We conducted the first comparison of the ability of six methods of mammographic density measurement to predict breast cancer risk, including well-established analogue methods adapted for, and novel methods developed for FFDM.

Methods

Study population

Cases were women with newly diagnosed breast cancer in the Royal Marsden Hospital (RMH), London, between April 2010 and July 2012. Controls were women who attended routine screening at the Central and East London Breast Screening Service (CELBSS) during the same period and were found to be breast cancer free. CELBSS is part of the England and Wales national mammographic screening programme offered once every three years to women aged 50 (47 from 2012) to 70 years (older women can self-refer) [19]. Women with a history of breast or ovarian cancer, or with breast implants, were excluded.
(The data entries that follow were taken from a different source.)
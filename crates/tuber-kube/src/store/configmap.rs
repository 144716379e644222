//! ConfigMap-backed app store

use std::collections::BTreeMap;

use async_trait::async_trait;
use k8s_openapi::api::core::v1::ConfigMap;
use k8s_openapi::apimachinery::pkg::apis::meta::v1::ObjectMeta;
use kube::Client;
use kube::api::{Api, Patch, PatchParams, PostParams};
use tuber_core::App;

use super::{AppStore, decode_app, encode_app};
use crate::error::{KubeError, Result};

/// Data key holding the JSON record
const RECORD_KEY: &str = "app";

/// Stores each app in its own ConfigMap, `<prefix>-<app>`
///
/// A ConfigMap is capped at 1 MiB and each record carries two manifest sets.
pub struct ConfigMapStore {
    client: Client,
    namespace: String,
    prefix: String,
}

impl ConfigMapStore {
    /// Connect with the default kubeconfig
    pub async fn new(namespace: impl Into<String>, prefix: impl Into<String>) -> Result<Self> {
        let client = Client::try_default().await?;
        Ok(Self::with_client(client, namespace, prefix))
    }

    pub fn with_client(
        client: Client,
        namespace: impl Into<String>,
        prefix: impl Into<String>,
    ) -> Self {
        Self {
            client,
            namespace: namespace.into(),
            prefix: prefix.into(),
        }
    }

    fn api(&self) -> Api<ConfigMap> {
        Api::namespaced(self.client.clone(), &self.namespace)
    }

    fn object_name(&self, app: &str) -> String {
        format!("{}-{}", self.prefix, app)
    }

    fn build_config_map(&self, app: &str, value: String) -> ConfigMap {
        let labels = BTreeMap::from([
            (
                "app.kubernetes.io/managed-by".to_string(),
                "tuber".to_string(),
            ),
            ("app.kubernetes.io/instance".to_string(), app.to_string()),
        ]);

        ConfigMap {
            metadata: ObjectMeta {
                name: Some(self.object_name(app)),
                namespace: Some(self.namespace.clone()),
                labels: Some(labels),
                ..Default::default()
            },
            data: Some(BTreeMap::from([(RECORD_KEY.to_string(), value)])),
            ..Default::default()
        }
    }
}

#[async_trait]
impl AppStore for ConfigMapStore {
    async fn get(&self, name: &str) -> Result<App> {
        let config_map = self
            .api()
            .get_opt(&self.object_name(name))
            .await?
            .ok_or_else(|| KubeError::AppNotFound(name.to_string()))?;

        let data = config_map
            .data
            .as_ref()
            .and_then(|d| d.get(RECORD_KEY))
            .ok_or_else(|| KubeError::AppNotFound(name.to_string()))?;

        decode_app(name, data)
    }

    async fn save(&self, app: &App) -> Result<()> {
        let encoded = encode_app(app)?;
        let api = self.api();
        let object = self.object_name(&app.name);

        if api.get_opt(&object).await?.is_none() {
            let config_map = self.build_config_map(&app.name, encoded.clone());
            match api.create(&PostParams::default(), &config_map).await {
                Ok(_) => {
                    tracing::debug!(app = %app.name, config_map = %object, "created app record");
                    return Ok(());
                }
                // Lost a race with another writer; fall through to patch
                Err(kube::Error::Api(resp)) if resp.code == 409 => {}
                Err(e) => return Err(e.into()),
            }
        }

        let patch = serde_json::json!({ "data": { RECORD_KEY: encoded } });
        api.patch(&object, &PatchParams::default(), &Patch::Merge(&patch))
            .await?;
        tracing::debug!(app = %app.name, config_map = %object, "saved app");
        Ok(())
    }
}

#[cfg(test)]
mod tests {
    use super::*;
    use wiremock::matchers::{body_partial_json, method, path};
    use wiremock::{Mock, MockServer, ResponseTemplate};

    const BASE: &str = "/api/v1/namespaces/tuber/configmaps";

    fn store(server: &MockServer) -> ConfigMapStore {
        let config = kube::Config::new(server.uri().parse().unwrap());
        let client = Client::try_from(config).unwrap();
        ConfigMapStore::with_client(client, "tuber", "tuber-apps")
    }

    fn not_found() -> ResponseTemplate {
        ResponseTemplate::new(404).set_body_json(serde_json::json!({
            "kind": "Status",
            "apiVersion": "v1",
            "metadata": {},
            "status": "Failure",
            "message": "configmaps not found",
            "reason": "NotFound",
            "code": 404
        }))
    }

    fn stored(name: &str, record: &App) -> serde_json::Value {
        serde_json::json!({
            "apiVersion": "v1",
            "kind": "ConfigMap",
            "metadata": { "name": name, "namespace": "tuber" },
            "data": { "app": encode_app(record).unwrap() }
        })
    }

    #[tokio::test]
    async fn test_build_config_map_per_app() {
        let server = MockServer::start().await;
        let store = store(&server);
        let cm = store.build_config_map("shop", "{}".to_string());
        assert_eq!(cm.metadata.name.as_deref(), Some("tuber-apps-shop"));
        assert_eq!(cm.data.unwrap().keys().collect::<Vec<_>>(), vec!["app"]);
        assert_eq!(
            cm.metadata.labels.unwrap().get("app.kubernetes.io/instance").map(String::as_str),
            Some("shop")
        );
    }

    #[tokio::test]
    async fn test_get_reads_the_apps_own_config_map() {
        let server = MockServer::start().await;
        let app = App::new("shop", "gcr.io/acme/shop:main");
        Mock::given(method("GET"))
            .and(path(format!("{}/tuber-apps-shop", BASE)))
            .respond_with(ResponseTemplate::new(200).set_body_json(stored("tuber-apps-shop", &app)))
            .mount(&server)
            .await;
        Mock::given(method("GET"))
            .and(path(format!("{}/tuber-apps-ghost", BASE)))
            .respond_with(not_found())
            .mount(&server)
            .await;

        let store = store(&server);
        assert_eq!(store.get("shop").await.unwrap(), app);
        assert!(matches!(
            store.get("ghost").await,
            Err(KubeError::AppNotFound(name)) if name == "ghost"
        ));
    }

    #[tokio::test]
    async fn test_save_creates_a_config_map_for_a_new_app() {
        let server = MockServer::start().await;
        let app = App::new("shop", "img");
        Mock::given(method("GET"))
            .and(path(format!("{}/tuber-apps-shop", BASE)))
            .respond_with(not_found())
            .mount(&server)
            .await;
        Mock::given(method("POST"))
            .and(path(BASE))
            .and(body_partial_json(serde_json::json!({
                "metadata": { "name": "tuber-apps-shop" }
            })))
            .respond_with(ResponseTemplate::new(201).set_body_json(stored("tuber-apps-shop", &app)))
            .expect(1)
            .mount(&server)
            .await;

        store(&server).save(&app).await.unwrap();
    }

    #[tokio::test]
    async fn test_save_patches_only_the_apps_record() {
        let server = MockServer::start().await;
        let app = App::new("shop", "img");
        Mock::given(method("GET"))
            .and(path(format!("{}/tuber-apps-shop", BASE)))
            .respond_with(ResponseTemplate::new(200).set_body_json(stored("tuber-apps-shop", &app)))
            .mount(&server)
            .await;
        Mock::given(method("PATCH"))
            .and(path(format!("{}/tuber-apps-shop", BASE)))
            .respond_with(ResponseTemplate::new(200).set_body_json(stored("tuber-apps-shop", &app)))
            .expect(1)
            .mount(&server)
            .await;

        store(&server).save(&app).await.unwrap();
    }
}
The study was approved by all relevant ethics committees (Research Ethics Committees from the Royal Marsden Hospital, the Barts and the London NHS Trust, and the London School of Hygiene and Tropical Medicine). Participants provided written informed consent.

Data collection

Data on breast cancer risk factors (Table 1) were collected by questionnaire at the time of screening for controls and after diagnostic confirmation for cases (up to 15½ months after mammography), and complemented with data from clinical records. Participants underwent two-view (standard cranio-caudal (CC) and medio-lateral oblique (MLO)) FFDM on each breast using Senographe DS units (GE Healthcare, Slough, England).
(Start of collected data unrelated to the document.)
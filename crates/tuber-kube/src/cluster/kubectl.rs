//! kubectl-backed cluster client

use std::path::PathBuf;
use std::process::Stdio;
use std::time::Duration;

use async_trait::async_trait;
use tokio::io::AsyncWriteExt;
use tokio::process::Command;

use super::ClusterClient;
use crate::error::{KubeError, Result};

/// Runs cluster operations through the `kubectl` binary
#[derive(Debug, Clone)]
pub struct KubectlClient {
    binary: PathBuf,
    context: Option<String>,
}

impl Default for KubectlClient {
    fn default() -> Self {
        Self::new("kubectl")
    }
}

/// Identifies the object a command targets, for error classification
struct Target<'a> {
    kind: &'a str,
    name: &'a str,
    namespace: &'a str,
}

impl KubectlClient {
    pub fn new(binary: impl Into<PathBuf>) -> Self {
        Self {
            binary: binary.into(),
            context: None,
        }
    }

    /// Use a specific kubeconfig context
    pub fn with_context(mut self, context: Option<String>) -> Self {
        self.context = context;
        self
    }

    async fn run(&self, args: &[&str], stdin: Option<&str>, target: Target<'_>) -> Result<Vec<u8>> {
        let mut cmd = Command::new(&self.binary);
        if let Some(context) = &self.context {
            cmd.arg("--context").arg(context);
        }
        cmd.args(args)
            .stdin(if stdin.is_some() {
                Stdio::piped()
            } else {
                Stdio::null()
            })
            .stdout(Stdio::piped())
            .stderr(Stdio::piped())
            .kill_on_drop(true);

        let command = format!("kubectl {}", args.join(" "));
        tracing::debug!(%command, "running kubectl");

        let mut child = cmd.spawn().map_err(|e| KubeError::Command {
            command: command.clone(),
            message: format!("failed to spawn {}: {}", self.binary.display(), e),
        })?;

        if let Some(input) = stdin
            && let Some(mut pipe) = child.stdin.take()
        {
            pipe.write_all(input.as_bytes())
                .await
                .map_err(|e| KubeError::Command {
                    command: command.clone(),
                    message: format!("failed to write to stdin: {}", e),
                })?;
            // Close stdin so kubectl sees EOF
            drop(pipe);
        }

        let output = child.wait_with_output().await.map_err(|e| KubeError::Command {
            command: command.clone(),
            message: format!("failed to wait for kubectl: {}", e),
        })?;

        if output.status.success() {
            return Ok(output.stdout);
        }

        let stderr = String::from_utf8_lossy(&output.stderr).trim().to_string();
        Err(classify_failure(&command, &stderr, target))
    }
}

/// Only API server statuses are typed; client-side "not found" messages such
/// as a missing resource mapping stay command errors.
fn classify_failure(command: &str, stderr: &str, target: Target<'_>) -> KubeError {
    if stderr.contains("Error from server (NotFound)") {
        KubeError::NotFound {
            kind: target.kind.to_string(),
            name: target.name.to_string(),
            namespace: target.namespace.to_string(),
        }
    } else if stderr.contains("Error from server (AlreadyExists)") {
        KubeError::AlreadyExists {
            kind: target.kind.to_string(),
            name: target.name.to_string(),
            namespace: target.namespace.to_string(),
        }
    } else {
        KubeError::Command {
            command: command.to_string(),
            message: stderr.to_string(),
        }
    }
}

#[async_trait]
impl ClusterClient for KubectlClient {
    async fn apply(&self, manifest: &str, namespace: &str) -> Result<()> {
        let target = Target {
            kind: "manifest",
            name: "-",
            namespace,
        };
        self.run(&["apply", "-n", namespace, "-f", "-"], Some(manifest), target)
            .await?;
        Ok(())
    }

    async fn get(&self, kind: &str, name: &str, namespace: &str) -> Result<serde_json::Value> {
        let target = Target {
            kind,
            name,
            namespace,
        };
        let out = self
            .run(&["get", kind, name, "-n", namespace, "-o", "json"], None, target)
            .await?;
        Ok(serde_json::from_slice(&out)?)
    }

    async fn delete(&self, kind: &str, name: &str, namespace: &str) -> Result<()> {
        let target = Target {
            kind,
            name,
            namespace,
        };
        self.run(&["delete", kind, name, "-n", namespace], None, target)
            .await?;
        Ok(())
    }

    async fn rollout_status(
        &self,
        kind: &str,
        name: &str,
        namespace: &str,
        timeout: Duration,
    ) -> Result<()> {
        let resource = format!("{}/{}", kind.to_lowercase(), name);
        let timeout_arg = format!("--timeout={}s", timeout.as_secs().max(1));
        let target = Target {
            kind,
            name,
            namespace,
        };
        self.run(
            &["rollout", "status", &resource, "-n", namespace, &timeout_arg],
            None,
            target,
        )
        .await
        .map_err(|e| match e {
            KubeError::Command { message, .. } => KubeError::RolloutFailed {
                resource: format!("{}/{}", kind, name),
                message,
            },
            other => other,
        })?;
        Ok(())
    }

    async fn rollout_undo(&self, kind: &str, name: &str, namespace: &str) -> Result<()> {
        let resource = format!("{}/{}", kind.to_lowercase(), name);
        let target = Target {
            kind,
            name,
            namespace,
        };
        self.run(&["rollout", "undo", &resource, "-n", namespace], None, target)
            .await?;
        Ok(())
    }
}

#[cfg(test)]
mod tests {
    use super::*;

    fn target() -> Target<'static> {
        Target {
            kind: "Deployment",
            name: "web",
            namespace: "shop",
        }
    }

    #[test]
    fn test_classify_not_found() {
        let err = classify_failure(
            "kubectl get",
            "Error from server (NotFound): deployments.apps \"web\" not found",
            target(),
        );
        assert!(err.is_not_found());
    }

    #[test]
    fn test_classify_already_exists() {
        let err = classify_failure(
            "kubectl create",
            "Error from server (AlreadyExists): deployments.apps \"web\" already exists",
            target(),
        );
        assert!(err.is_already_exists());
    }

    #[test]
    fn test_classify_client_side_not_found_is_command_error() {
        let err = classify_failure(
            "kubectl delete",
            "error: resource mapping not found for name: \"web\" namespace: \"shop\": no matches for kind \"Rollout\" in version \"argoproj.io/v1alpha1\"",
            target(),
        );
        assert!(!err.is_not_found());
        assert!(matches!(err, KubeError::Command { .. }));

        let err = classify_failure(
            "kubectl get",
            "error: the server doesn't have a resource type \"widgets\"; binary not found",
            target(),
        );
        assert!(!err.is_not_found());
    }

    #[test]
    fn test_classify_other() {
        let err = classify_failure("kubectl apply", "connection refused", target());
        assert!(matches!(err, KubeError::Command { ref message, .. } if message == "connection refused"));
    }

    #[cfg(unix)]
    fn fake_kubectl(dir: &std::path::Path, script: &str) -> PathBuf {
        use std::os::unix::fs::PermissionsExt;
        let path = dir.join("kubectl");
        std::fs::write(&path, format!("#!/bin/sh\n{}\n", script)).unwrap();
        std::fs::set_permissions(&path, std::fs::Permissions::from_mode(0o755)).unwrap();
        path
    }

    #[cfg(unix)]
    #[tokio::test]
    async fn test_get_parses_json() {
        let dir = tempfile::tempdir().unwrap();
        let bin = fake_kubectl(dir.path(), r#"echo '{"metadata":{"name":"web"}}'"#);

        let client = KubectlClient::new(bin);
        let obj = client.get("Deployment", "web", "shop").await.unwrap();
        assert_eq!(obj["metadata"]["name"], "web");
    }

    #[cfg(unix)]
    #[tokio::test]
    async fn test_apply_writes_manifest_to_stdin() {
        let dir = tempfile::tempdir().unwrap();
        let captured = dir.path().join("captured");
        let bin = fake_kubectl(
            dir.path(),
            &format!("echo \"$@\" > {0}.args\ncat > {0}", captured.display()),
        );

        let client = KubectlClient::new(bin).with_context(Some("staging".to_string()));
        client.apply("kind: ConfigMap\n", "shop").await.unwrap();

        assert_eq!(std::fs::read_to_string(&captured).unwrap(), "kind: ConfigMap\n");
        let args = std::fs::read_to_string(dir.path().join("captured.args")).unwrap();
        assert_eq!(args.trim(), "--context staging apply -n shop -f -");
    }

    #[cfg(unix)]
    #[tokio::test]
    async fn test_failed_rollout_status() {
        let dir = tempfile::tempdir().unwrap();
        let bin = fake_kubectl(dir.path(), "echo 'timed out waiting for the condition' >&2\nexit 1");

        let client = KubectlClient::new(bin);
        let err = client
            .rollout_status("Deployment", "web", "shop", Duration::from_secs(5))
            .await
            .unwrap_err();
        assert!(matches!(err, KubeError::RolloutFailed { .. }));
    }
}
Table 1 Baseline characteristics of the participants by case–control status

Density readings were performed on anonymised images from both breasts in controls and from the unaffected breast for cases (Figure 1). The area-based methods comprised: (i) visual assessment by two radiologists (SA, SV) who together examined all the unaffected processed images from each woman and gave a single BI-RADS score (1: percent density (PD) <25%; 2: PD = 25 to 50%; 3: PD = 51 to 75%; 4: PD >75%) [5]. A subset of 62 films was re-read independently by the same two readers with an interval of ≥6 months between the two readings; (ii) semi-automated interactive threshold Cumulus v3 [6],[7], after conversion of raw digital images into analogue-like ones. Readings were performed by a single observer (IdSS) in batches, each containing a 7% random sample of all participants as duplicates to allow assessment of intra-observer reliability; and (iii) the ImageJ-based method, a fully-automated approach, which attempts to mimic Cumulus [8],[20], after conversion of processed images into analogue-like ones. The latter two methods estimated area-based breast size, absolute density, absolute non-density (all in cm2) and PD, separately for each image. From raw images the volumetric methods, which were all fully-automated, estimated breast, absolute dense and absolute non-dense volumes (all in cm3), and PD. They comprised: (i) Volpara v1.0 (Matakina Technology Limited, Wellington, New Zealand) [18], which yielded separate density estimates for each CC/MLO image; (ii) R2 Quantra v1.3 (Hologic, Bedford, MA, USA) [17], which combined the information from both views to produce average estimates for each unaffected breast; and (iii) the single energy x-ray absorptiometry (SXA) method, v6.5 [12], which required the fitting of a calibration phantom onto the compression paddle of the x-ray machine and which to date, can only process CC images (see Additional file 1 for further details on the various density assessment methods).

Figure 1
figure 1

Flowchart detailing the recruitment of study participants.aImages from both breasts in controls, and from the unaffected contralateral breast only for cases. bPercentage of women with missing readings. AD, absolute area or volume of dense tissue; AND, absolute area or volume of non-dense tissue; BS, breast size (area or volume); BC, breast cancer; FA, fully-automated method; OCa, ovarian cancer; PD, percent density; SA, semi-automated method; VA, visual assessment.

Statistical methods

Appropriate transformations (square root for area-based metrics and natural-log transformation for volumetric metrics) were applied to normalise the distributions generated by the five quantitative methods. Scatter and Bland-Altman plots were used to compare the transformed distributions separately for each view and breast combination. Intra-method reliability (intraclass correlation coefficient, ICC) of a single density value (left or right image of a CC or MLO view), and of the left-right average for that view, was estimated as the percentage of the total variance due to between-subject variance among control women. Intra-observer BI-RADS agreement was assessed using weighted κ statistic (weights of 1, 0.67, 0.33 and 0 for categories 1 to 4 apart). Inter-method correlation and rank agreement was assessed by estimating the Spearman's rank correlation coefficient (r) and the proportion of control women classified in the same, or the same ±1 adjacent, quintile.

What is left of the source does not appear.